## EXCERPTED DATA
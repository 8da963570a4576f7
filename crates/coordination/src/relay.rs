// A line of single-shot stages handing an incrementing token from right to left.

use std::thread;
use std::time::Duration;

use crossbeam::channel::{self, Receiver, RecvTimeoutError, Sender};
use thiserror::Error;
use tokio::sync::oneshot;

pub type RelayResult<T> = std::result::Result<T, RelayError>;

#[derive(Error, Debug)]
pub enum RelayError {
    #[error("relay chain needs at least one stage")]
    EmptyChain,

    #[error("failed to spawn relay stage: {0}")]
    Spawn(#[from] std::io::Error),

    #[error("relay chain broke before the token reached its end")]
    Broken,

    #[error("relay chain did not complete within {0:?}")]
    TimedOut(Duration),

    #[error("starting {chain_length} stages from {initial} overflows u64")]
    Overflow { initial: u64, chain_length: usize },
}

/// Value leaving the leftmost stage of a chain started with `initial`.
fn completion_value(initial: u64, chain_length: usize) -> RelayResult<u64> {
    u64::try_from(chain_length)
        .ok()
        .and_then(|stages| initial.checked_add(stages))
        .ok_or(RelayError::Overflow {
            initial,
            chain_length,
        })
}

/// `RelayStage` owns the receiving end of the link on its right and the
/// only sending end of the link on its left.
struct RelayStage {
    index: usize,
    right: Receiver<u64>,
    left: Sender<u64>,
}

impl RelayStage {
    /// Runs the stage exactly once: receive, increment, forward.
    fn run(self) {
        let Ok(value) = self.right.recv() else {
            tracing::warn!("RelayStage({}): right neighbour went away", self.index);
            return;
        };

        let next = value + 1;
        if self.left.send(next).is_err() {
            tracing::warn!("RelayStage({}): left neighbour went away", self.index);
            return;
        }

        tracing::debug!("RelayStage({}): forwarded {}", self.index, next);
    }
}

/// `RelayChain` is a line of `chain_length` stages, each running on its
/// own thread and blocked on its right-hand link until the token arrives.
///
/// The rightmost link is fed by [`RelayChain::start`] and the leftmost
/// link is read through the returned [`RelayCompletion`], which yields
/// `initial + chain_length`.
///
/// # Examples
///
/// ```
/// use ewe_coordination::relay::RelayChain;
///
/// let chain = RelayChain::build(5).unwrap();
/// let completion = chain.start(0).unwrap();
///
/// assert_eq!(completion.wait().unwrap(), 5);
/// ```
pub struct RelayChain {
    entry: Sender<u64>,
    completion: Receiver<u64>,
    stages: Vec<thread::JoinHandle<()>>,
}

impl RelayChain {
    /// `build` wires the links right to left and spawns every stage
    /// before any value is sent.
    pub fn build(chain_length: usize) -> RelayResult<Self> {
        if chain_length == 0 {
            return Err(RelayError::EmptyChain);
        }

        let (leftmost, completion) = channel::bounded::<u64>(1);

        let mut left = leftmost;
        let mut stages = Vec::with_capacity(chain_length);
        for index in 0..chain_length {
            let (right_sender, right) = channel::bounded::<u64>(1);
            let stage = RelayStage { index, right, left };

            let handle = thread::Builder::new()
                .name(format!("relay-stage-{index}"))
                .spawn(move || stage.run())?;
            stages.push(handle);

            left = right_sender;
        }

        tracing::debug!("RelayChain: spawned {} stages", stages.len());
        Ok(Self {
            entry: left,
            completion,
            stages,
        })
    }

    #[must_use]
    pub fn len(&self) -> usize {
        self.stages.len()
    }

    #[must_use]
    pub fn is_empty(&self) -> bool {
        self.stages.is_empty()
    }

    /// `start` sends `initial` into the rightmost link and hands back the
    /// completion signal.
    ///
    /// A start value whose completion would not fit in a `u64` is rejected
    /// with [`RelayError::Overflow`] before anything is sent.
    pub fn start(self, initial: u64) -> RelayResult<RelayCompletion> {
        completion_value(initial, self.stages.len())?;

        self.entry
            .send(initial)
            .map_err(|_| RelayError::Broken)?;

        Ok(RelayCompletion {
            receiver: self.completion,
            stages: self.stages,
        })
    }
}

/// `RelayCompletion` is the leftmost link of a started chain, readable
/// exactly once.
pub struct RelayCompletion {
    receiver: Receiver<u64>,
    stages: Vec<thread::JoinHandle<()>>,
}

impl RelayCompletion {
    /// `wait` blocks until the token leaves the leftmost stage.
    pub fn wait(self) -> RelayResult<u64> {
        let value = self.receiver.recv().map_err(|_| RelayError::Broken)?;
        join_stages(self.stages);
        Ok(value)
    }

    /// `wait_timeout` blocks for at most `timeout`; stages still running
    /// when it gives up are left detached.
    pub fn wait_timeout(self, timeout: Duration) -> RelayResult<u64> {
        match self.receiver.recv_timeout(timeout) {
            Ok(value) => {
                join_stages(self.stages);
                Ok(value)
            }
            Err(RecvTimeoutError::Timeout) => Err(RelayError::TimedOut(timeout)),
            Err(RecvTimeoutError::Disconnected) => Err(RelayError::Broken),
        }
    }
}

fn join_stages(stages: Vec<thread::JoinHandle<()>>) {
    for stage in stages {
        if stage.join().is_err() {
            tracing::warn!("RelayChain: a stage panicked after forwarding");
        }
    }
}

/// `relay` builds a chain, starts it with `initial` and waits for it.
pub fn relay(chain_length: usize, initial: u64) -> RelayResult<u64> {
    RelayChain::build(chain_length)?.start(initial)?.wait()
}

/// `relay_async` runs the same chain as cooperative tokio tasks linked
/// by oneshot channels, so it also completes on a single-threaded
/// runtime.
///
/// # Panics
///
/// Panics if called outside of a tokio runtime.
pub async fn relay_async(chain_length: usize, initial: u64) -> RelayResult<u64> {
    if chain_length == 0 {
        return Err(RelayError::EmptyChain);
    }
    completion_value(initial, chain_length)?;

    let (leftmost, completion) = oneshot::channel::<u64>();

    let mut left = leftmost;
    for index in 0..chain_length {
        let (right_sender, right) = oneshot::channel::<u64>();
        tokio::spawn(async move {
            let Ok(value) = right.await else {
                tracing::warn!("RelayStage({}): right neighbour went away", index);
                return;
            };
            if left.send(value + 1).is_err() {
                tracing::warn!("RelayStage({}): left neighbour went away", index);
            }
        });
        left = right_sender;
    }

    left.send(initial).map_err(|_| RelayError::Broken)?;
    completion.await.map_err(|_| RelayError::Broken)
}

--

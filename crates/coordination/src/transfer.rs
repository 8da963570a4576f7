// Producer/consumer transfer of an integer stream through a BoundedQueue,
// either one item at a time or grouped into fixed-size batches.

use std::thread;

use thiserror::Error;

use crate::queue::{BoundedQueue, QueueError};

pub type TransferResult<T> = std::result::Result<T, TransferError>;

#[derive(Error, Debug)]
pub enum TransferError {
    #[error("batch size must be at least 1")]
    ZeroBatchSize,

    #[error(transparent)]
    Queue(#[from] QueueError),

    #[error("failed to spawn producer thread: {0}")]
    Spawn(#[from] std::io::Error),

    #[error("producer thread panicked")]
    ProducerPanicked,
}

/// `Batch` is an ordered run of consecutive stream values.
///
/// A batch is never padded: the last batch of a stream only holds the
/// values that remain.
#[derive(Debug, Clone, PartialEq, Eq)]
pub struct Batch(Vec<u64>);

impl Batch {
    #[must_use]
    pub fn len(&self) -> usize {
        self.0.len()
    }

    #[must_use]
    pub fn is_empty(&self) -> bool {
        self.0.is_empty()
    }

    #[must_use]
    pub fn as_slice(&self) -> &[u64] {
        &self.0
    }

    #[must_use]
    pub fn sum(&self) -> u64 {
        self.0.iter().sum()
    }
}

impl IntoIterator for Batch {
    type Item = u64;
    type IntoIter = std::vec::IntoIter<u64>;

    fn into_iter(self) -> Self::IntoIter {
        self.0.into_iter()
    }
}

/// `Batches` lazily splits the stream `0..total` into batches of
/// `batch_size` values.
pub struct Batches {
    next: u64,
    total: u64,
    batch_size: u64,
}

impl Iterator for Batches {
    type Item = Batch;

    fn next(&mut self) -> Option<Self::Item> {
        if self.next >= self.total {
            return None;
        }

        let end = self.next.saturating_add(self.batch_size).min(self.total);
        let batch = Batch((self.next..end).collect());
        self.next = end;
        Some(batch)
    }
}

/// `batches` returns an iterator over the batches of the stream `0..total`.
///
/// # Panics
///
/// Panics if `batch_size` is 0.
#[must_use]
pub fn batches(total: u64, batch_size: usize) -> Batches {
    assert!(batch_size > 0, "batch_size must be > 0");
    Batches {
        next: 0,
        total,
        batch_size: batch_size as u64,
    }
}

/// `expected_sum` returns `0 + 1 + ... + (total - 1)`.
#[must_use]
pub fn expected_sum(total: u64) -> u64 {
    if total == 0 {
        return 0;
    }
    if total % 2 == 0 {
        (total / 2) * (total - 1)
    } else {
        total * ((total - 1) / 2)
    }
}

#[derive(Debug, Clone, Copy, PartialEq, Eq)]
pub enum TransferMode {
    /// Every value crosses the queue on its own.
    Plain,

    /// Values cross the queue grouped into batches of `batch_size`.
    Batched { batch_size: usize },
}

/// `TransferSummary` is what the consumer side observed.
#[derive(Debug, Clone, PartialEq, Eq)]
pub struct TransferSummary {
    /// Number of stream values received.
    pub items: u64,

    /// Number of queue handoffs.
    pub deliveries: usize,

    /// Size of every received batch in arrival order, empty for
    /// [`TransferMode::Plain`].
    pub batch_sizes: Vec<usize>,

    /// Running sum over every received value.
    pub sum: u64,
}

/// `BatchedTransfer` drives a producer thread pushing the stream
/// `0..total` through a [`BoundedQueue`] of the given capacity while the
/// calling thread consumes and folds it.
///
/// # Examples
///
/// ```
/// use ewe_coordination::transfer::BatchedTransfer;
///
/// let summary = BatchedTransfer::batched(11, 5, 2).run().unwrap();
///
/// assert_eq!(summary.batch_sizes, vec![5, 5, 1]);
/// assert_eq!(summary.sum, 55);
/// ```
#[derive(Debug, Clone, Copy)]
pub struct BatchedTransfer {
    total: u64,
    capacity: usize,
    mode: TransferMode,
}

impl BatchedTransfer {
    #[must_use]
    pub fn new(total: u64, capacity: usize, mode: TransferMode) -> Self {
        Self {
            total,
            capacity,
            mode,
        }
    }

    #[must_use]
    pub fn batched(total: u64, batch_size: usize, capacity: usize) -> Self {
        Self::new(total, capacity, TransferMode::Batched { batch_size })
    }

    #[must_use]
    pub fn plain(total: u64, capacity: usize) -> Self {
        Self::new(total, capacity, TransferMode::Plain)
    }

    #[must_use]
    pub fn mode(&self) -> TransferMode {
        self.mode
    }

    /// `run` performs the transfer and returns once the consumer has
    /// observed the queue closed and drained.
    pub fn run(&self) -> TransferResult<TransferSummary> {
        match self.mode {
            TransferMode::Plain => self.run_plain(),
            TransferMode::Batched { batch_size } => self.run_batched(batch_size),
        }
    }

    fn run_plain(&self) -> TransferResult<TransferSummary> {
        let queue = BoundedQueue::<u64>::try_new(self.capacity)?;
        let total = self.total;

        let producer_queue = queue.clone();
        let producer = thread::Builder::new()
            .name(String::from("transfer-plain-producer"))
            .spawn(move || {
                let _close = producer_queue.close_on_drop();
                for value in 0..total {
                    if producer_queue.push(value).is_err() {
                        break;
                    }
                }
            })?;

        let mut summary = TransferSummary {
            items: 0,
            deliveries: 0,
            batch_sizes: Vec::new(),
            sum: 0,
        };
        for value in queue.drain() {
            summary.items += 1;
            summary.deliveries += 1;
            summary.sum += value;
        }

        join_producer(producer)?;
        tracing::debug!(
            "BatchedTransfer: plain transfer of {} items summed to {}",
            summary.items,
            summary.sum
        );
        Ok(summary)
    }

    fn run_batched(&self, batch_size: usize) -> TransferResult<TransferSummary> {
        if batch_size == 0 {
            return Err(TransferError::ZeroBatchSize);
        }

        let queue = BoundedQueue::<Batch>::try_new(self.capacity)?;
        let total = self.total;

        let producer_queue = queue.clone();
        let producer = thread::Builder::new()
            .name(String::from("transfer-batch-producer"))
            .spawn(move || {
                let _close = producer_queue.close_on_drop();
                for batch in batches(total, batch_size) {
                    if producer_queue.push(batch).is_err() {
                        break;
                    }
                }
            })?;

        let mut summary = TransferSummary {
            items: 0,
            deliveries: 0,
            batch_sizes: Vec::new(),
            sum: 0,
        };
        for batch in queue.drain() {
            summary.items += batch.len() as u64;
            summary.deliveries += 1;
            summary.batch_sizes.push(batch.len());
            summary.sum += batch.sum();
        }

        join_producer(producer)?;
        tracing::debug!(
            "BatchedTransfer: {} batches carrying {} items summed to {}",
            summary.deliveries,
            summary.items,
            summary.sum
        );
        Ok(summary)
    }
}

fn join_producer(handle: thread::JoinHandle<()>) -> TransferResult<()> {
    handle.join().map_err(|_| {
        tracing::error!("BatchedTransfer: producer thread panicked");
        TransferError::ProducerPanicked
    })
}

## PROMPT
Considering each line of the material above, count those with the word "before" and give only the number.

## OUTPUT BELOW
3